Le groupe de distribution Carrefour va expérimenter l'utilisation du bio-méthane carburant en mettant en circulation trois camions de livraison alimentés à partir de bio-déchets issus de ses hypermarchés, a-t-il annoncé mardi dans un communiqué.

Ce dispositif, dans lequel chaque camion utilisera une « énergie verte 100 % renouvelable » et avec un « bilan carbone neutre », va être testé dans le Nord pour la livraison d'une dizaine d'hypermarchés Carrefour. L'opération se fera en partenariat avec GNVert, filiale de GDF Suez, ainsi qu'avec le transporteur Perrenot et le constructeur Iveco.

Concrètement, Carrefour va mettre en place un recyclage des bio-déchets (fruits et légumes, végétaux, pâtisserie, déchets carnés...) dans ses hypermarchés, afin qu'ils soient ensuite traités dans une usine de méthanisation. « Cette méthanisation permet la production d'un biogaz qui, à son tour, est épuré et transformé en bio-méthane carburant » et servira ensuite à alimenter les camions de livraison de marchandises du distributeur, indique le communiqué.

Ces premiers véhicules en autosuffisance énergétique, qui, selon Carrefour, auront une autonomie de près de 400 kilomètres, seront mis en circulation « dès la publication du décret modificatif » sur l'utilisation des biocarburants, c'est à dire « sans doute avant la fin de l'année », précise le groupe. Carrefour envisage ensuite un « déploiement plus complet du dispositif ».

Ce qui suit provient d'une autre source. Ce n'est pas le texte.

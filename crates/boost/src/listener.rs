use crate::error::BoostError;
use crate::schema::ComposedSchema;
use accounts_graphql::RequestInfo;
use async_graphql::http::GraphiQLSource;
use async_graphql_axum::{GraphQLRequest, GraphQLResponse};
use axum::extract::{ConnectInfo, FromRequest, Request, State};
use axum::http::{HeaderMap, header};
use axum::response::{Html, IntoResponse, Response};
use axum::routing::get;
use axum::{Json, Router};
use axum_server::Handle;
use serde::Serialize;
use std::io;
use std::net::SocketAddr;
use std::sync::{Arc, LazyLock};
use std::time::{Duration, Instant};
use tokio::signal;
use tokio::task::JoinHandle;
use tower_http::trace::TraceLayer;
use tracing::{error, info};

const GRACE_PERIOD: Duration = Duration::from_secs(30);

static START_TIME: LazyLock<Instant> = LazyLock::new(Instant::now);

/// Routes serving `schema`: GraphQL on `POST /`, GraphiQL on `GET /`, liveness on `GET /health`.
pub fn router(schema: Arc<ComposedSchema>) -> Router {
    LazyLock::force(&START_TIME);

    Router::new()
        .route("/", get(graphiql).post(graphql))
        .route("/health", get(health))
        .layer(TraceLayer::new_for_http())
        .with_state(schema)
}

async fn graphql(State(schema): State<Arc<ComposedSchema>>, request: Request) -> Response {
    let info = request_info(request.headers(), request.extensions().get::<ConnectInfo<SocketAddr>>());
    let request = match <GraphQLRequest as FromRequest<()>>::from_request(request, &()).await {
        Ok(request) => request.into_inner(),
        Err(rejection) => return rejection.into_response(),
    };

    GraphQLResponse::from(schema.execute(request, info).await).into_response()
}

fn request_info(headers: &HeaderMap, peer: Option<&ConnectInfo<SocketAddr>>) -> RequestInfo {
    let value = |name: header::HeaderName| headers.get(name).and_then(|v| v.to_str().ok()).map(str::to_owned);
    RequestInfo {
        authorization: value(header::AUTHORIZATION),
        user_agent: value(header::USER_AGENT),
        ip: peer.map(|ConnectInfo(addr)| addr.ip().to_string()),
    }
}

async fn graphiql() -> Html<String> {
    Html(GraphiQLSource::build().endpoint("/").finish())
}

#[derive(Serialize)]
struct HealthResponse {
    status: &'static str,
    version: &'static str,
    /// Seconds since the router was built.
    uptime: u64,
}

async fn health() -> impl IntoResponse {
    let body = HealthResponse {
        status: "up",
        version: env!("CARGO_PKG_VERSION"),
        uptime: START_TIME.elapsed().as_secs(),
    };

    ([(header::CACHE_CONTROL, "no-store, no-cache, must-revalidate"), (header::PRAGMA, "no-cache")], Json(body))
}

/// A running HTTP server.
#[must_use = "dropping the handle leaves the server running detached"]
#[derive(Debug)]
pub struct Listening {
    url: String,
    local_addr: SocketAddr,
    handle: Handle<SocketAddr>,
    task: JoinHandle<io::Result<()>>,
}

impl Listening {
    /// Base URL of the GraphQL endpoint, e.g. `http://localhost:4003/`.
    #[must_use]
    pub fn url(&self) -> &str {
        &self.url
    }

    /// The bound socket address; differs from the requested one for port `0`.
    #[must_use]
    pub const fn local_addr(&self) -> SocketAddr {
        self.local_addr
    }

    /// Stops accepting connections and waits up to 30 seconds for in-flight requests.
    ///
    /// # Errors
    /// [`BoostError::Internal`] when the server task failed while serving.
    pub async fn shutdown(self) -> Result<(), BoostError> {
        self.handle.graceful_shutdown(Some(GRACE_PERIOD));
        match self.task.await {
            Ok(Ok(())) => {
                info!("Server shutdown complete");
                Ok(())
            }
            Ok(Err(e)) => Err(BoostError::Internal {
                message: e.to_string().into(),
                context: Some("Serving HTTP".into()),
            }),
            Err(e) => Err(BoostError::Internal {
                message: e.to_string().into(),
                context: Some("Joining server task".into()),
            }),
        }
    }

    /// Serves until Ctrl+C or SIGTERM, then shuts down gracefully.
    ///
    /// # Errors
    /// Fails when the signal handlers cannot be installed or the server task failed.
    pub async fn run_until_signal(self) -> Result<(), BoostError> {
        shutdown_signal().await?;
        info!("Shutdown signal received, starting graceful shutdown...");
        self.shutdown().await
    }
}

/// Binds `address` and serves `router` on a spawned task, returning once the socket is bound.
///
/// # Errors
/// [`BoostError::BindFailure`] when the address cannot be bound.
pub(crate) async fn serve(address: SocketAddr, router: Router) -> Result<Listening, BoostError> {
    let handle = Handle::<SocketAddr>::new();
    let task = tokio::spawn(
        axum_server::bind(address)
            .handle(handle.clone())
            .serve(router.into_make_service_with_connect_info::<SocketAddr>()),
    );

    let Some(local_addr) = handle.listening().await else {
        let source = match task.await {
            Ok(Err(e)) => e,
            Ok(Ok(())) => io::Error::other("server stopped before binding"),
            Err(e) => io::Error::other(e),
        };
        return Err(BoostError::BindFailure { source, context: Some(format!("Binding {address}").into()) });
    };

    let url = url_for(local_addr);
    info!("Accounts GraphQL server running at {url}");
    Ok(Listening { url, local_addr, handle, task })
}

fn url_for(addr: SocketAddr) -> String {
    if addr.ip().is_unspecified() {
        format!("http://localhost:{}/", addr.port())
    } else {
        format!("http://{addr}/")
    }
}

/// Waits for SIGINT (Ctrl+C) or, on unix, SIGTERM.
async fn shutdown_signal() -> Result<(), BoostError> {
    let ctrl_c = async {
        signal::ctrl_c().await.map_err(|e| signal_error(&e, "Installing Ctrl+C handler"))
    };

    #[cfg(unix)]
    let terminate = async {
        signal::unix::signal(signal::unix::SignalKind::terminate())
            .map_err(|e| signal_error(&e, "Installing SIGTERM handler"))?
            .recv()
            .await;
        Ok::<_, BoostError>(())
    };

    #[cfg(not(unix))]
    let terminate = std::future::pending::<Result<(), BoostError>>();

    let received = tokio::select! {
        res = ctrl_c => res,
        res = terminate => res,
    };
    received.inspect_err(|e| error!("Error while waiting for shutdown signal: {e}"))
}

fn signal_error(err: &io::Error, context: &'static str) -> BoostError {
    BoostError::Internal { message: err.to_string().into(), context: Some(context.into()) }
}
use accounts_server::{ServerError, StorageError};
use std::borrow::Cow;

#[accounts_derive::accounts_error]
pub enum PasswordError {
    /// Input rejected before touching storage.
    #[error("{message}{}", format_context(.context))]
    Validation { message: Cow<'static, str>, context: Option<Cow<'static, str>> },

    #[error("{message}{}", format_context(.context))]
    UserExists { message: Cow<'static, str>, context: Option<Cow<'static, str>> },

    #[error("User not found{}", format_context(.context))]
    UserNotFound { context: Option<Cow<'static, str>> },

    #[error("Incorrect password{}", format_context(.context))]
    IncorrectPassword { context: Option<Cow<'static, str>> },

    #[error("User has no password set{}", format_context(.context))]
    NoPasswordSet { context: Option<Cow<'static, str>> },

    #[error("Password hashing failed{}: {message}", format_context(.context))]
    Hash { message: Cow<'static, str>, context: Option<Cow<'static, str>> },

    #[error("Storage error{}: {source}", format_context(.context))]
    Storage { source: StorageError, context: Option<Cow<'static, str>> },

    #[error("Internal password service error{}: {message}", format_context(.context))]
    Internal { message: Cow<'static, str>, context: Option<Cow<'static, str>> },
}

impl PasswordError {
    /// Whether the error only says the credentials did not match.
    #[must_use]
    pub const fn is_credential_mismatch(&self) -> bool {
        matches!(
            self,
            Self::UserNotFound { .. } | Self::IncorrectPassword { .. } | Self::NoPasswordSet { .. }
        )
    }
}

impl From<argon2::password_hash::Error> for PasswordError {
    fn from(err: argon2::password_hash::Error) -> Self {
        Self::Hash { message: err.to_string().into(), context: None }
    }
}

impl From<PasswordError> for ServerError {
    fn from(err: PasswordError) -> Self {
        let message = err.to_string().into();
        match err {
            PasswordError::Storage { source, context } => Self::Storage { source, context },
            e if e.is_credential_mismatch() => Self::InvalidCredentials { message, context: None },
            _ => Self::Service { message, context: None },
        }
    }
}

Aujourd'hui, plusieurs milliers de véhicules en France, dont une importante proportion de bus, roulent déjà au gaz naturel véhicule (GNV). Mais l'utilisation d'un bio-méthane obtenu à partir de déchets agricoles ou ménagers - et donc neutre en émissions de CO2 - commence seulement à émerger.

Le 23 octobre dernier, une première station-service vendant du gaz carburant renouvelable pour véhicules, obtenu à partir de déchets, a été inaugurée à Morsbach (Moselle).